Outdoor activities: Few
Shopping: Big department stores and shopping malls are being built all over the country. Western brands are established in the main Chinese cities. Markets such as Xiushui street and the antique market Panjiayuan in Beijing are good places to buy souvenirs.

Living conditions

Health and safety

Health precautions: There is no mandatory vaccination but vaccinations against tetanus, diphtheria, typhoid fever, hepatitis A and B, meningococcal disease and poliomyelitis are strongly recommended.

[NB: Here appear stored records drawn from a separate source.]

use std::io::ErrorKind;
use std::net::TcpStream;
use std::time::Duration;

use tungstenite::stream::MaybeTlsStream;
use tungstenite::{Message, WebSocket};

use super::{Channel, ConnectionError, Connector, Endpoint};

/// Blocking WebSocket transport. Reads time out after `read_timeout` so
/// the worker can interleave sends with receives on one thread.
#[derive(Debug, Clone)]
pub struct WsConnector {
    read_timeout: Duration,
}

impl WsConnector {
    pub fn new(read_timeout: Duration) -> Self {
        Self { read_timeout }
    }
}

impl Connector for WsConnector {
    fn open(&mut self, endpoint: &Endpoint) -> Result<Box<dyn Channel>, ConnectionError> {
        let connect_error = |reason: String| ConnectionError::Connect {
            endpoint: endpoint.to_string(),
            reason,
        };
        let (mut socket, response) =
            tungstenite::connect(endpoint.url()).map_err(|err| connect_error(err.to_string()))?;
        tracing::debug!(status = %response.status(), "websocket handshake complete");
        if let MaybeTlsStream::Plain(stream) = socket.get_mut() {
            stream
                .set_read_timeout(Some(self.read_timeout))
                .map_err(|err| connect_error(format!("setting read timeout: {err}")))?;
        }
        Ok(Box::new(WsChannel { socket }))
    }
}

struct WsChannel {
    socket: WebSocket<MaybeTlsStream<TcpStream>>,
}

impl Channel for WsChannel {
    fn send_text(&mut self, text: &str) -> Result<(), ConnectionError> {
        self.socket
            .send(Message::text(text.to_owned()))
            .map_err(|err| ConnectionError::Send(err.to_string()))
    }

    fn poll_text(&mut self) -> Result<Option<String>, ConnectionError> {
        match self.socket.read() {
            Ok(Message::Text(text)) => Ok(Some(text.as_str().to_owned())),
            // Some server builds write JSON as binary frames.
            Ok(Message::Binary(bytes)) => String::from_utf8(bytes.to_vec())
                .map(Some)
                .map_err(|err| ConnectionError::Receive(format!("non-utf8 frame: {err}"))),
            Ok(Message::Close(frame)) => {
                tracing::debug!(?frame, "server closed websocket");
                Err(ConnectionError::Closed)
            }
            Ok(_) => Ok(None),
            Err(tungstenite::Error::Io(err))
                if matches!(err.kind(), ErrorKind::WouldBlock | ErrorKind::TimedOut) =>
            {
                Ok(None)
            }
            Err(tungstenite::Error::ConnectionClosed | tungstenite::Error::AlreadyClosed) => {
                Err(ConnectionError::Closed)
            }
            Err(err) => Err(ConnectionError::Receive(err.to_string())),
        }
    }

    fn close(&mut self) {
        if let Err(err) = self.socket.close(None) {
            tracing::debug!(%err, "closing websocket");
        }
        let _ = self.socket.flush();
    }
}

In Yunnan and the island of Hainan, as well as in the provinces of Guangxi and Guizhou, vaccination against Japanese encephalitis is advised if you are staying in the countryside.
For further information on sanitary conditions: Ministry of Health, People's Republic of China

Time difference and climate

Map of the time zone: Beijing (GMT+8. Officially, a single time, Beijing time for the entire country. However, in the Xinjiang province, there is a lag of two hours with respect to Beijing time (usage).)
Summer time period: No time change in China.
Climate: In the southern part of China the climate is hot and very humid especially in summer; in the north the climate is continental.


Food specialties: Chinese cuisine is one of the richest and most refined cuisines in the world. There are four regional varieties:
- Beijing and Shandong cuisine gives a lot of importance to steamed noodles and the specialties are Peking duck and Beggar's chicken (wrapped in lotus leaves and cooked over the embers for a whole day);
- Cantonese and Chaozhou cuisine is the most famous Chinese cuisine abroad. It favors steam cooking, boiled or sautéed preparations and among its specialties are the dim-sum (small, steamed or fried dishes), snake soup, dog, rat or owl stew;
- Eastern Chinese cuisine specializes in spare ribs, seafood and soups;
- The Sichuan cuisine is said to have 4,000 dishes, among which gonbao jiding (chicken fried with peanuts and chili peppers), mapo doufu (pork with tofu and onions), guoba roupian (puffed rice served with pork in its gravy).
Shanghai cuisine in which the cuisines of North and South China meet, is quite sweet. The most popular dishes are xiaolongbao.
Drinks: Beer (píjiÇ”) is very common in China and is served everywhere. The most popular label is Tsingtao. Chinese beers are light and generally have an alcohol content of 3%-4%. Their price is from 2.5 to 4 CNY in stores, 6 CNY to 20 CNY in restaurants, about 20 CNY in a regular bar and 30 CNY to 60 CNY in the trendiest bars.
Red wine is common and reasonably priced at 15 CNY in stores and about 100-150 CNY in trendy bars. Great Wall, Chang Yu and Dynasty are the major labels with wines at different prices.
BáijiÇ” , The Chinese people often translate baijiu (Lit. "white alcohol") as "white wine", but this sorghum spirit has 40-60% alcohol.
Dietary taboos: Culinary restrictions vary from one religion to another.